1. Anasayfa
  2. Yargıtay 17. Hukuk Dairesi

Yargıtay 17. Hukuk Dairesi E: 1992/13053 K: 1992/7824 T: 21.9.1992


Mirasçılardan mal kaçırmak amacı ile, aslında bağış yapıldığı halde, danışıklı olarak tapuda satış göstererek yapılan temlik işleminin iptali istemini içeren davaya bakma görevi, kadastro mahkemesine aittir.
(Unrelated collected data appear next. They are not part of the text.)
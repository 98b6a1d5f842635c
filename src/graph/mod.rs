//! Graph module for dependency relationship modeling.
//!
//! - [`DependencyGraph`] stores resolved packages and their direct dependencies
//! - [`Traversal`] populates it from a [`crate::source::MetadataSource`]
//! - the analyzer methods (`has_cycles`, `load_order`, `cycle_groups`)
//!   answer questions about the finished graph without any I/O
//!
//! # Example
//!
//! ```rust
//! use depscope::graph::DependencyGraph;
//! use depscope::source::FixtureRepository;
//!
//! let repo = FixtureRepository::parse_str("A: B\nB: A").unwrap();
//! let mut graph = DependencyGraph::new();
//! graph.traverse_iterative("A", 5, &repo);
//!
//! assert!(graph.has_cycles());
//! assert!(graph.load_order().is_err());
//! ```

mod analyzer;
mod dependency_graph;
mod traversal;

pub use analyzer::{CycleError, CycleInfo};
pub use dependency_graph::{Adjacency, DependencyGraph};
pub use traversal::{
    Traversal, TraversalMode, VisitedSet, LATEST_VERSION, MAX_DEPTH_LIMIT,
};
Taraflar arasındaki tespite itiraz davası üzerine yapılan yargılama sonunda; davanın reddine ilişkin verilen hüküm davacı R. tarafından süresi içinde temyiz edilmekle; dosya incelendi, gereği düşünüldü:

Kadastro sırasında 112 parsel sayılı 23220 metre kare yüzölçümündeki taşınmaz tapu kaydına dayanılarak N., 113 parsel sayılı 8266 metre kare yüzölçümündeki taşınmaz da aynı nedenle R. adlarına tespit edilmiştir. 112 no’lu parsel tutanağına köy muhtarı ile N. itiraz etmişlerdir. Komisyonca; itirazlarının reddine, ancak 112 nolu parselin askı ilan tarihinden sonra Aralık 1983 tarih, 4 no’lu tapu ile N. tarafından oğlu İ.’ye satıldığından bahisle İ. adına tesciline karar verilmiştir.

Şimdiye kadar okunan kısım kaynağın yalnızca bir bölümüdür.